Also, the L frame guns use the same stocks as the K frame models.
May 14, 2009, 01:59 PM
Stainz gets a +1
For the O.P. many of the S&W aficiondos refer to various
models by only the model number but they all also have
The model 36, blued carbon steel and the ( first production
handgun in ) stainless steel MOdel 60 = Chiefs Special.

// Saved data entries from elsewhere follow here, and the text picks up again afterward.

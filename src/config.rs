use anyhow::{Context, Result};
use serde::Deserialize;
use std::env;
use std::fs;
use std::path::{Path, PathBuf};

pub const DEFAULT_CONFIG_PATH: &str = "config.yaml";
pub const DEFAULT_MODEL_BASE_URL: &str = "http://localhost:11434";
const DEFAULT_MODEL: &str = "gpt-oss:20b";
const DEFAULT_TEMPERATURE: f32 = 0.3;
const DEFAULT_TOP_P: f32 = 0.9;
const DEFAULT_NUM_CTX: u32 = 2048;
const DEFAULT_KEEP_ALIVE: &str = "30m";
const DEFAULT_MAX_BULLETS: u32 = 10;
const DEFAULT_CORS_ORIGINS: [&str; 2] = ["http://localhost:3000", "http://127.0.0.1:5500"];

#[derive(Debug, Default, Deserialize)]
#[serde(default)]
struct FileConfig {
    ollama: OllamaSection,
    refiner: RefinerSection,
    templates: TemplatesSection,
    server: ServerSection,
}

#[derive(Debug, Default, Deserialize)]
#[serde(default)]
struct OllamaSection {
    model: Option<String>,
    temperature: Option<f32>,
    top_p: Option<f32>,
    num_ctx: Option<u32>,
    keep_alive: Option<serde_yaml::Value>,
}

#[derive(Debug, Default, Deserialize)]
#[serde(default)]
struct RefinerSection {
    max_bullets: Option<u32>,
}

#[derive(Debug, Default, Deserialize)]
#[serde(default)]
struct TemplatesSection {
    dir: Option<PathBuf>,
}

#[derive(Debug, Default, Deserialize)]
#[serde(default)]
struct ServerSection {
    cors_origins: Option<Vec<String>>,
    cors_origin_regex: Option<String>,
}

#[derive(Debug, Clone, PartialEq)]
pub struct Config {
    pub model: String,
    pub temperature: f32,
    pub top_p: f32,
    pub num_ctx: u32,
    pub keep_alive: String,
    pub max_bullets: u32,
    pub templates_dir: Option<PathBuf>,
    /// Browser origins allowed to call the HTTP server.
    pub cors_origins: Vec<String>,
    /// Additional origins, matched against the whole origin string.
    pub cors_origin_regex: Option<String>,
    pub model_base_url: String,
    pub model_timeout_secs: Option<u64>,
}

impl Default for Config {
    fn default() -> Self {
        Self::from_parts(FileConfig::default(), |_| None)
    }
}

impl Config {
    /// Loads the YAML file and applies environment overrides.
    ///
    /// With `path == None` the default `config.yaml` is optional; an explicit
    /// path must exist.
    pub fn load(path: Option<&Path>) -> Result<Self> {
        Self::load_with(path, |key| env::var(key).ok())
    }

    fn load_with(
        path: Option<&Path>,
        get_var: impl FnMut(&str) -> Option<String>,
    ) -> Result<Self> {
        let mut file = read_file_config(path)?;
        let config_path = path.unwrap_or(Path::new(DEFAULT_CONFIG_PATH));
        file.templates.dir = file
            .templates
            .dir
            .map(|dir| relative_to_config(config_path, dir));
        Ok(Self::from_parts(file, get_var))
    }

    fn from_parts(file: FileConfig, mut get_var: impl FnMut(&str) -> Option<String>) -> Self {
        let FileConfig {
            ollama,
            refiner,
            templates,
            server,
        } = file;

        Self {
            model: ollama
                .model
                .filter(|model| !model.trim().is_empty())
                .unwrap_or_else(|| DEFAULT_MODEL.to_string()),
            temperature: ollama.temperature.unwrap_or(DEFAULT_TEMPERATURE),
            top_p: ollama.top_p.unwrap_or(DEFAULT_TOP_P),
            num_ctx: ollama.num_ctx.unwrap_or(DEFAULT_NUM_CTX),
            keep_alive: ollama
                .keep_alive
                .as_ref()
                .and_then(scalar_to_string)
                .unwrap_or_else(|| DEFAULT_KEEP_ALIVE.to_string()),
            max_bullets: refiner.max_bullets.unwrap_or(DEFAULT_MAX_BULLETS),
            templates_dir: templates.dir,
            cors_origins: server.cors_origins.unwrap_or_else(|| {
                DEFAULT_CORS_ORIGINS
                    .iter()
                    .map(|origin| origin.to_string())
                    .collect()
            }),
            cors_origin_regex: server
                .cors_origin_regex
                .filter(|pattern| !pattern.trim().is_empty()),
            model_base_url: parse_base_url(get_var("OLLAMA_HOST").as_deref()),
            model_timeout_secs: parse_model_timeout_secs(get_var("MODEL_TIMEOUT_SECS").as_deref()),
        }
    }
}

fn read_file_config(path: Option<&Path>) -> Result<FileConfig> {
    let (path, required) = match path {
        Some(path) => (path, true),
        None => (Path::new(DEFAULT_CONFIG_PATH), false),
    };

    if !required && !path.exists() {
        return Ok(FileConfig::default());
    }

    let raw = fs::read_to_string(path)
        .with_context(|| format!("Failed to read config file '{}'", path.display()))?;
    parse_file_config(&raw)
        .with_context(|| format!("Failed to parse config file '{}'", path.display()))
}

/// Relative `templates.dir` values are read from the config file's directory.
fn relative_to_config(config_path: &Path, dir: PathBuf) -> PathBuf {
    if dir.is_absolute() {
        return dir;
    }
    match config_path.parent() {
        Some(parent) if !parent.as_os_str().is_empty() => parent.join(dir),
        _ => dir,
    }
}

fn parse_file_config(raw: &str) -> Result<FileConfig> {
    if raw.trim().is_empty() {
        return Ok(FileConfig::default());
    }
    let parsed: Option<FileConfig> = serde_yaml::from_str(raw)?;
    Ok(parsed.unwrap_or_default())
}

fn scalar_to_string(value: &serde_yaml::Value) -> Option<String> {
    match value {
        serde_yaml::Value::String(text) => Some(text.clone()),
        serde_yaml::Value::Number(number) => Some(number.to_string()),
        _ => None,
    }
}

fn parse_base_url(raw: Option<&str>) -> String {
    let Some(value) = raw.map(str::trim).filter(|value| !value.is_empty()) else {
        return DEFAULT_MODEL_BASE_URL.to_string();
    };

    let value = value.trim_end_matches('/');
    if value.contains("://") {
        value.to_string()
    } else {
        format!("http://{value}")
    }
}

fn parse_model_timeout_secs(raw: Option<&str>) -> Option<u64> {
    raw.and_then(|value| value.trim().parse::<u64>().ok())
        .filter(|value| *value > 0)
}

Model 10 - Miltary & Police
Model 15 K-38 Combat Masterpiece - it has ramp
front and adj. rear in .38 Special with standard hammer
& trigger. 4" Barrel
Model 18 K-22 .22 LR version of the Model 15
MOdels 14, .K-38, .38 Special Model 16 K-32
in .32 S&W and MOdel 17 .22 LR are the Target
Masterpiece, with 6" or 8 3/8" bbl.s and larger/wider
Target trigger and hamer
Model 19 Combat Magnum
MOdels 581/586 681/686
Distinguished Combat Magnum
& so on.... all i can pull out of ready memory
but it's a good exercise I'd have to look up the 27
but the 28 was named Highway Patrolman - both N-frames
the 28 meant for LEOs as a working gun, and the 27
being the top finish - jhigh polish blued and polisheed
interior parts as well.
oh, gotta do one of my favorites,
Model 25 1955 Target .45 ACP/.45 Auto RIm
May 14, 2009, 05:46 PM
You mentioned "This also permitted a 5-shot .44 Special variant to fit the frame, albeit with a really teeny forcing cone".....is this a model currently in the lineup?
May 14, 2009, 06:50 PM
The models were the 696 3" SS, 296 2.5" Ti-AirLite hammerless, and 396 3" 'Mountain Lite'. They were introduced in that order - the 396 last in '01, just in time to see the other two go - then it went, too. The 396NG was introduced for this year - at $1,074 MSRP. It has the NG sights and a black finish on the Al/Sc frame - and on the SS cylinder, replacing the original's Ti cylinder - and increasing the weight from the 3.1" barrel 396's 18 oz to the new 2.5" barrel 396NG's 24.1 oz.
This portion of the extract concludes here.